If you’re a Mariners fan, or if…

You’re TRYING to be a Mariners fan…

Don’t give up.

This season, which was almost certain to be somewhere between difficult and catastrophic, won’t last long.

Shoot, there are only 43 games left.

Yes, we’ve heard the jokes about whether Seattle’s 30-player “taxi squad” of prospects — currently undergoing advancing training at Cheney Stadium in Tacoma — would actually fare better in the AL West than the big-league Mariners.

GM Jerry Dipoto has heard it, too.

But that doesn’t mean…

The premise is true, or even that Dipoto might pluck the very best of “Team Tacoma” to shore things up at T-Mobile Park.

That would make no sense at all.

Even if Logan Gilbert could step right into the starting rotation, or maybe Jarred Kelenic became a fixture in the Mariners outfield, it would be a terrible idea.

I’m buying into the theory that the M’s just let this short season play out — even though, yeah, it’s doggone tough to watch.

SO WHY not bring some of the best prospects up I-5 and get, say, Mallex Smith (.135 batting average as of Saturday night) out of the damn lineup?

Why not hold a drawing among fans, with the winner stepping in to take over for Daniel Vogelbach (.100) as a designated out?

The biggest mystery in baseball is how Vogelbach made last year’s All-Star team.

He’d never hit before and he hasn’t hit since.

In fact, his body and arms don’t fit together — and they make it appear almost impossible to hit a pitched baseball.

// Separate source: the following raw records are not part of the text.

use crate::expr::ValueExpr;
use crate::rules::Outcome;
use crate::template::Vars;
use crate::{EvalContext, Firing, Rule};
use chrono::Duration;

#[derive(Debug, Clone, PartialEq)]
pub struct Milestone {
    pub amount: f64,
    pub label: String,
}

impl Milestone {
    pub fn new(amount: f64, label: &str) -> Self {
        Self {
            amount,
            label: label.to_string(),
        }
    }
}

/// Reports the highest milestone a cumulative counter has reached.
///
/// Only one notification is produced per pass, naming the single highest
/// crossed milestone. A milestone at or below the highest one this rule has
/// already reported is not reported again, even if the crossing happened
/// while the rule was cooling down. When no milestone has been reached yet and a
/// `progress` outcome is configured, it reports the distance to the next
/// one instead. Nothing fires while the counter is zero or missing.
///
/// Template values: `{value}`, `{amount}`, `{label}`.
pub struct MilestoneRule {
    pub id: String,
    pub category: String,
    pub cooldown: Duration,
    pub value: ValueExpr,
    milestones: Vec<Milestone>,
    pub reached: Outcome,
    pub progress: Option<Outcome>,
}

impl MilestoneRule {
    pub fn new(
        id: &str,
        category: &str,
        cooldown: Duration,
        value: ValueExpr,
        mut milestones: Vec<Milestone>,
        reached: Outcome,
        progress: Option<Outcome>,
    ) -> Self {
        milestones.sort_by(|a, b| b.amount.total_cmp(&a.amount));
        Self {
            id: id.to_string(),
            category: category.to_string(),
            cooldown,
            value,
            milestones,
            reached,
            progress,
        }
    }

    /// Milestones, highest first.
    pub fn milestones(&self) -> &[Milestone] {
        &self.milestones
    }

    pub fn highest_crossed(&self, value: f64) -> Option<&Milestone> {
        self.milestones.iter().find(|m| value >= m.amount)
    }

    fn next_above(&self, value: f64) -> Option<&Milestone> {
        self.milestones.iter().rev().find(|m| m.amount > value)
    }
}

impl Rule for MilestoneRule {
    fn id(&self) -> &str {
        &self.id
    }

    fn category(&self) -> &str {
        &self.category
    }

    fn cooldown(&self) -> Duration {
        self.cooldown
    }

    fn evaluate(&self, ctx: &EvalContext<'_>) -> Option<Firing> {
        let value = self.value.eval(ctx.current)?;
        if value <= 0.0 {
            return None;
        }

        let (outcome, milestone, level) = match self.highest_crossed(value) {
            Some(crossed) => {
                if ctx.reported.is_some_and(|level| level >= crossed.amount) {
                    return None;
                }
                (&self.reached, crossed, Some(crossed.amount))
            }
            None => (self.progress.as_ref()?, self.next_above(value)?, None),
        };

        let vars = Vars::new(ctx.current)
            .number("value", value)
            .number("amount", milestone.amount)
            .text("label", milestone.label.clone());

        Some(Firing {
            severity: outcome.severity,
            message: outcome.template.render(&vars),
            level,
        })
    }
}
use fleetwatch_common::types::MetricsSnapshot;

/// A numeric expression over snapshot counters.
///
/// Evaluation yields `None` when a referenced counter is missing, when a
/// ratio's denominator is zero, or when the result is not finite. Rules treat
/// `None` as "condition does not hold".
#[derive(Debug, Clone, PartialEq)]
pub enum ValueExpr {
    Counter(String),
    Constant(f64),
    Ratio(Box<ValueExpr>, Box<ValueExpr>),
    Difference(Box<ValueExpr>, Box<ValueExpr>),
    Scaled(Box<ValueExpr>, f64),
    /// `(current - base) / base * 100`
    PercentChange {
        base: Box<ValueExpr>,
        current: Box<ValueExpr>,
    },
    Abs(Box<ValueExpr>),
}

impl ValueExpr {
    pub fn counter(name: &str) -> Self {
        Self::Counter(name.to_string())
    }

    pub fn constant(value: f64) -> Self {
        Self::Constant(value)
    }

    pub fn ratio(numerator: ValueExpr, denominator: ValueExpr) -> Self {
        Self::Ratio(Box::new(numerator), Box::new(denominator))
    }

    pub fn difference(minuend: ValueExpr, subtrahend: ValueExpr) -> Self {
        Self::Difference(Box::new(minuend), Box::new(subtrahend))
    }

    pub fn percent_change(base: ValueExpr, current: ValueExpr) -> Self {
        Self::PercentChange {
            base: Box::new(base),
            current: Box::new(current),
        }
    }

    pub fn scaled(self, factor: f64) -> Self {
        Self::Scaled(Box::new(self), factor)
    }

    /// Shorthand for `self * 100`.
    pub fn percent(self) -> Self {
        self.scaled(100.0)
    }

    pub fn abs(self) -> Self {
        Self::Abs(Box::new(self))
    }

    pub fn eval(&self, snapshot: &MetricsSnapshot) -> Option<f64> {
        let value = match self {
            Self::Counter(name) => snapshot.counter(name)?,
            Self::Constant(v) => *v,
            Self::Ratio(num, den) => {
                let den = den.eval(snapshot)?;
                if den == 0.0 {
                    return None;
                }
                num.eval(snapshot)? / den
            }
            Self::Difference(a, b) => a.eval(snapshot)? - b.eval(snapshot)?,
            Self::Scaled(inner, factor) => inner.eval(snapshot)? * factor,
            Self::PercentChange { base, current } => {
                let base = base.eval(snapshot)?;
                if base == 0.0 {
                    return None;
                }
                (current.eval(snapshot)? - base) / base * 100.0
            }
            Self::Abs(inner) => inner.eval(snapshot)?.abs(),
        };
        value.is_finite().then_some(value)
    }
}
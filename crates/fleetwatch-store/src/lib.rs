//! Notification feed storage.
//!
//! [`feed::NotificationStore`] keeps the newest-first feed with read state
//! and a retention cap. A [`mirror::FeedMirror`] gives it a durable copy
//! that is read once on open and rewritten after every mutation.
//! [`policy::BatchPolicy`] trims each evaluation pass before it is stored.

pub mod error;
pub mod feed;
pub mod mirror;
pub mod policy;


pub use error::{Result, StoreError};
pub use feed::{NotificationStore, DEFAULT_RETENTION};
pub use mirror::{FeedMirror, JsonFileMirror, MemoryMirror, STORAGE_KEY};
pub use policy::BatchPolicy;
use std::fmt;

use crate::error::{PlateError, Result};
use crate::grid::Grid;
use crate::heat::{CornerPolicy, HeatParams, HeatState, HeatStepper};
use crate::range::{RangeTracker, ScaleRange};
use crate::wave::{WaveParams, WaveState, WaveStepper};

/// Iteration counts used when a caller does not choose one.
pub const DEFAULT_WAVE_ITERATIONS: usize = 50;
pub const DEFAULT_HEAT_ITERATIONS: usize = 20;

#[derive(Clone, Copy, Debug, PartialEq, Eq)]
pub enum ModelKind {
    Wave,
    Heat,
}

impl ModelKind {
    pub fn as_str(&self) -> &'static str {
        match self {
            ModelKind::Wave => "wave",
            ModelKind::Heat => "heat",
        }
    }

    pub fn default_iterations(&self) -> usize {
        match self {
            ModelKind::Wave => DEFAULT_WAVE_ITERATIONS,
            ModelKind::Heat => DEFAULT_HEAT_ITERATIONS,
        }
    }
}

impl fmt::Display for ModelKind {
    fn fmt(&self, f: &mut fmt::Formatter<'_>) -> fmt::Result {
        f.write_str(self.as_str())
    }
}

/// Anything that advances a field one step at a time.
pub trait Stepper {
    fn kind(&self) -> ModelKind;
    fn step(&mut self);
    fn current(&self) -> &Grid;
}

impl Stepper for WaveStepper {
    fn kind(&self) -> ModelKind {
        ModelKind::Wave
    }
    fn step(&mut self) {
        WaveStepper::step(self)
    }
    fn current(&self) -> &Grid {
        WaveStepper::current(self)
    }
}

impl Stepper for HeatStepper {
    fn kind(&self) -> ModelKind {
        ModelKind::Heat
    }
    fn step(&mut self) {
        HeatStepper::step(self)
    }
    fn current(&self) -> &Grid {
        HeatStepper::current(self)
    }
}

/// A validated model ready to run.
pub enum Model {
    Wave(WaveStepper),
    Heat(HeatStepper),
}

impl Model {
    pub fn wave(state: WaveState, params: WaveParams) -> Result<Model> {
        Ok(Model::Wave(WaveStepper::new(state, params)?))
    }

    pub fn heat(state: HeatState, params: HeatParams, corners: CornerPolicy) -> Result<Model> {
        Ok(Model::Heat(HeatStepper::new(state, params, corners)?))
    }
}

impl Stepper for Model {
    fn kind(&self) -> ModelKind {
        match self {
            Model::Wave(_) => ModelKind::Wave,
            Model::Heat(_) => ModelKind::Heat,
        }
    }

    fn step(&mut self) {
        match self {
            Model::Wave(w) => w.step(),
            Model::Heat(h) => h.step(),
        }
    }

    fn current(&self) -> &Grid {
        match self {
            Model::Wave(w) => w.current(),
            Model::Heat(h) => h.current(),
        }
    }
}

/// Immutable snapshot of the field after `step` completed steps.
#[derive(Clone, Debug, PartialEq)]
pub struct Frame {
    step: usize,
    grid: Grid,
}

impl Frame {
    fn capture(step: usize, grid: &Grid) -> Frame {
        Frame {
            step,
            grid: grid.clone(),
        }
    }

    pub fn step(&self) -> usize {
        self.step
    }

    pub fn grid(&self) -> &Grid {
        &self.grid
    }

    pub fn into_grid(self) -> Grid {
        self.grid
    }
}

/// Everything a renderer needs from one run.
#[derive(Clone, Debug)]
pub struct SimulationOutput {
    pub kind: ModelKind,
    pub frames: Vec<Frame>,
    pub range: ScaleRange,
}

impl SimulationOutput {
    pub fn start_frame(&self) -> &Frame {
        &self.frames[0]
    }

    pub fn final_frame(&self) -> &Frame {
        &self.frames[self.frames.len() - 1]
    }
}

/// Receiver of a finished run, owned by the rendering side.
pub trait FrameSink {
    type Error;

    fn accept(&mut self, output: SimulationOutput) -> std::result::Result<(), Self::Error>;
}

impl FrameSink for Vec<SimulationOutput> {
    type Error = PlateError;

    fn accept(&mut self, output: SimulationOutput) -> Result<()> {
        self.push(output);
        Ok(())
    }
}

/// Drives a stepper for a fixed number of iterations.
///
/// Frame 0 is the start state. Each completed step appends one frame and
/// widens the range tracker. A step that produces NaN or an infinity aborts
/// the run; no partial frame sequence is returned.
pub struct SimulationRunner<S: Stepper> {
    stepper: S,
    tracker: RangeTracker,
}

impl<S: Stepper> SimulationRunner<S> {
    pub fn new(stepper: S) -> Self {
        SimulationRunner {
            stepper,
            tracker: RangeTracker::new(),
        }
    }

    pub fn run(mut self, iterations: usize) -> Result<SimulationOutput> {
        let kind = self.stepper.kind();
        let (rows, cols) = self.stepper.current().shape();
        log::debug!("{kind} run: {rows}x{cols}, {iterations} iterations");

        let mut frames = Vec::with_capacity(iterations + 1);
        frames.push(Frame::capture(0, self.stepper.current()));

        for step in 1..=iterations {
            self.stepper.step();
            let grid = self.stepper.current();
            if let Some((row, col)) = grid.first_non_finite() {
                log::error!("{kind} run diverged at step {step}, cell ({row}, {col})");
                return Err(PlateError::NonFiniteResult { step, row, col });
            }
            frames.push(Frame::capture(step, grid));
            self.tracker.observe(grid);
        }

        let range = self.tracker.range();
        log::debug!(
            "{kind} run complete: {} frames, range [{}, {}]",
            frames.len(),
            range.min,
            range.max
        );

        Ok(SimulationOutput {
            kind,
            frames,
            range,
        })
    }

    /// Runs to completion and hands the result to `sink`.
    pub fn run_into<K>(self, iterations: usize, sink: &mut K) -> std::result::Result<(), K::Error>
    where
        K: FrameSink,
        K::Error: From<PlateError>,
    {
        let output = self.run(iterations)?;
        sink.accept(output)
    }
}

/// Validated one-shot run of `model`.
pub fn run(model: Model, iterations: usize) -> Result<SimulationOutput> {
    SimulationRunner::new(model).run(iterations)
}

Dipoto will not summon players like Kelenic from Tacoma because, first, they’re not quite ready and need this work; plus, you would be starting the player’s “service time” clock.

We’ve passed one of baseball’s artificial deadlines, so if Kelenic can to Seattle now, he would not be a free agent until 2026.

If the Mariners wait several weeks into NEXT season, Kelenic’s potential free agency moves out to 2027.

Besides, this current nightmare will be over soon.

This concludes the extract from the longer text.